= Peter Egner =

Yugoslav-born naturalized American citizen & former Nazi SS & SD member (1922-2011)

Peter Egner (1 February 1922 in Yugoslavia – 26 January 2011 in Bellevue, Washington, United States) was born in Yugoslavia, a Volksdeutsche who had acquired American citizenship in 1965. He was involved as a member of the Sicherheitsdienst (SD) in the guarding of prisoners at Auschwitz concentration camp and the Holocaust in Yugoslavia. Egner was on the List of Most Wanted Nazi War Criminals of the Simon Wiesenthal Center.

==Life==
Egner was a member of the intelligence service of the Nazi Party, the SD. After the war, Egner emigrated to the United States. In 1965, he applied for U.S. citizenship, which he acquired the following year. He worked as a food and beverage manager before retiring in 1980. He lived quietly with his wife in Portland, Oregon. During his naturalization, Egner stated that he had been a Wehrmacht soldier, but concealed his involvement in the SD.

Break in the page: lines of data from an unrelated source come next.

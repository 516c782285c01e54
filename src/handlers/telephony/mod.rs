//! Carrier-facing telephony transport.

mod handler;
pub mod messages;

pub use handler::media_stream_handler;
pub use messages::{StreamEvent, clear_event, media_event, mark_event};
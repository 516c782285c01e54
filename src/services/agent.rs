//! HTTP client for the conversational agent service.
//!
//! One request per caller utterance. The reply deadline is enforced here
//! with the configured agent timeout; a timeout maps to
//! [`PipelineError::AgentTimeout`] so the turn manager can substitute the
//! fallback line instead of leaving the caller in silence.

use std::time::Duration;

use serde::{Deserialize, Serialize};
use tracing::{debug, warn};

use crate::errors::{PipelineError, PipelineResult};
use crate::services::directory::CallerProfile;

/// One utterance sent to the agent, with enough context to answer it.
#[derive(Debug, Clone, Serialize)]
pub struct AgentRequest {
    pub call_sid: String,
    pub course_id: String,
    pub message: String,
    #[serde(skip_serializing_if = "Option::is_none")]
    pub caller: Option<CallerProfile>,
    /// Summaries of the caller's most recent conversations, oldest first.
    #[serde(skip_serializing_if = "Vec::is_empty", default)]
    pub recent_conversations: Vec<String>,
}

#[derive(Debug, Clone, Deserialize)]
pub struct AgentReply {
    pub response: String,
}

/// Client for the agent service's `/respond` endpoint.
#[derive(Clone)]
pub struct AgentClient {
    base_url: String,
    client: reqwest::Client,
    timeout: Duration,
}

impl AgentClient {
    pub fn new(base_url: String, timeout: Duration) -> PipelineResult<Self> {
        let client = reqwest::Client::builder()
            .timeout(timeout)
            .build()
            .map_err(|e| PipelineError::Agent(format!("failed to build HTTP client: {e}")))?;
        Ok(Self {
            base_url: base_url.trim_end_matches('/').to_string(),
            client,
            timeout,
        })
    }

    /// Ask the agent for a reply to one caller utterance.
    pub async fn respond(&self, request: &AgentRequest) -> PipelineResult<String> {
        let url = format!("{}/respond", self.base_url);
        debug!(
            "Requesting agent reply for call {} ({} chars)",
            request.call_sid,
            request.message.len()
        );

        let response = self
            .client
            .post(&url)
            .json(request)
            .send()
            .await
            .map_err(|e| {
                if e.is_timeout() {
                    PipelineError::AgentTimeout(self.timeout)
                } else {
                    PipelineError::Agent(format!("request failed: {e}"))
                }
            })?;

        let status = response.status();
        if !status.is_success() {
            let body = response.text().await.unwrap_or_default();
            warn!("Agent service returned {}: {}", status, body);
            return Err(PipelineError::Agent(format!(
                "agent service returned {status}: {body}"
            )));
        }

        let reply: AgentReply = response
            .json()
            .await
            .map_err(|e| PipelineError::Agent(format!("invalid reply body: {e}")))?;

        if reply.response.trim().is_empty() {
            return Err(PipelineError::Agent("agent returned an empty reply".to_string()));
        }
        Ok(reply.response)
    }
}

==Role as a Wachmann in Yugoslavia==
Egner served in an Einsatzgruppe, a majority of whose members were Volksdeutsche, during the Nazi occupation of Yugoslavia. The unit murdered an estimated 17,444 Jews and Serbs from the beginning of 1942. They used specially adapted gas vans, closed vans that were fed the exhaust from the engine; the victims, locked in the back of the van, died from the carbon monoxide poisoning. The SD played a crucial role in the extermination of Jews, Romani people, Communists, homosexuals, people with disabilities and other minorities during the Third Reich. Documents show that Egner, as a Wachmann (guard), escorted a train of Sinti and Roma men, women and children to Auschwitz.

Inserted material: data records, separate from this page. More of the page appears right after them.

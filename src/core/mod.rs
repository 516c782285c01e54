pub mod audio;
pub mod stt;
pub mod tts;
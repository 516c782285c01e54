//! Sample-rate conversion for 16-bit mono PCM.
//!
//! The pipeline only crosses integer rate ratios (8 kHz telephony against
//! 16 kHz provider audio), so a linear-interpolating doubler and an
//! averaging decimator are sufficient and fully deterministic.

/// Double the sample rate by linear interpolation.
///
/// Every input sample appears in the output, with one interpolated sample
/// between each adjacent pair; the final midpoint repeats the last sample.
/// Output length is exactly `2 * input.len()`.
pub fn upsample_2x(input: &[i16]) -> Vec<i16> {
    let mut output = Vec::with_capacity(input.len() * 2);
    for (i, &sample) in input.iter().enumerate() {
        output.push(sample);
        let next = input.get(i + 1).copied().unwrap_or(sample);
        output.push(((sample as i32 + next as i32) / 2) as i16);
    }
    output
}

/// Reduce the sample rate by an integer factor, averaging each group.
///
/// A trailing partial group is averaged over its actual length so no input
/// sample is discarded. Output length is `input.len().div_ceil(factor)`.
///
/// # Panics
///
/// Panics if `factor` is zero.
pub fn downsample(input: &[i16], factor: usize) -> Vec<i16> {
    assert!(factor > 0, "downsample factor must be non-zero");
    if factor == 1 {
        return input.to_vec();
    }
    input
        .chunks(factor)
        .map(|group| {
            let sum: i32 = group.iter().map(|&s| s as i32).sum();
            (sum / group.len() as i32) as i16
        })
        .collect()
}
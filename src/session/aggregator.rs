//! Utterance aggregation over two-tier recognizer endpointing.
//!
//! Word-final fragments (`is_final`) lock in wording after short pauses
//! mid-sentence; the utterance boundary (`speech_final`) arrives after the
//! longer silence window. Fragments are buffered until the boundary, then
//! flushed as one utterance so the agent sees whole sentences.

use crate::core::stt::SttResult;

/// One complete caller utterance. `seq` increases strictly per session.
#[derive(Debug, Clone, PartialEq, Eq)]
pub struct Utterance {
    pub text: String,
    pub seq: u64,
}

/// Accumulates finalized transcript fragments into complete utterances.
#[derive(Debug, Default)]
pub struct UtteranceAggregator {
    pending: Vec<String>,
    next_seq: u64,
}

impl UtteranceAggregator {
    pub fn new() -> Self {
        Self::default()
    }

    /// Feed one recognizer event. Returns the completed utterance when this
    /// event closes one, `None` otherwise. Interim (non-final) fragments are
    /// ignored; the recognizer may still revise them.
    pub fn push(&mut self, result: &SttResult) -> Option<Utterance> {
        if result.is_final && !result.transcript.trim().is_empty() {
            self.pending.push(result.transcript.trim().to_string());
        }
        if result.speech_final { self.flush() } else { None }
    }

    /// Flush whatever has accumulated, boundary or not. Used at call end to
    /// capture a trailing fragment the silence timer never closed.
    pub fn flush(&mut self) -> Option<Utterance> {
        if self.pending.is_empty() {
            return None;
        }
        let text = self.pending.join(" ");
        self.pending.clear();
        let seq = self.next_seq;
        self.next_seq += 1;
        Some(Utterance { text, seq })
    }

    pub fn has_pending(&self) -> bool {
        !self.pending.is_empty()
    }
}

For a long time, Egner insisted that he was merely a Wehrmacht soldier who was shot and wounded in 1943. Judicial documents from 2010 show that he rose to be a sergeant in the Einsatzgruppen. Egner said that he lied at the time of his initial statements because he was "embarrassed" by his involvement in the SD. He swore that he escorted two other trains to Judenlager Semlin, where Jewish and Gypsy women and children were killed, many in gas vans, and a fourth train to Avala, where prisoners were shot and buried. Many of the Avala victims were killed in reprisal for partisan attacks on German and SS units. They had been interrogated at the security police headquarters.

Egner was shot and wounded in 1943, though it was during a partisan attack. He insisted that he was merely a guard who neither saw nor perpetrated any crimes and knew nothing of the function of the camps.

Serbia checked Egner's role in executions at Avala and Judenlager Semlin and issued an international arrest warrant. On 26 January 2011, Egner died of natural causes in a retirement home in Bellevue, Washington, near Seattle.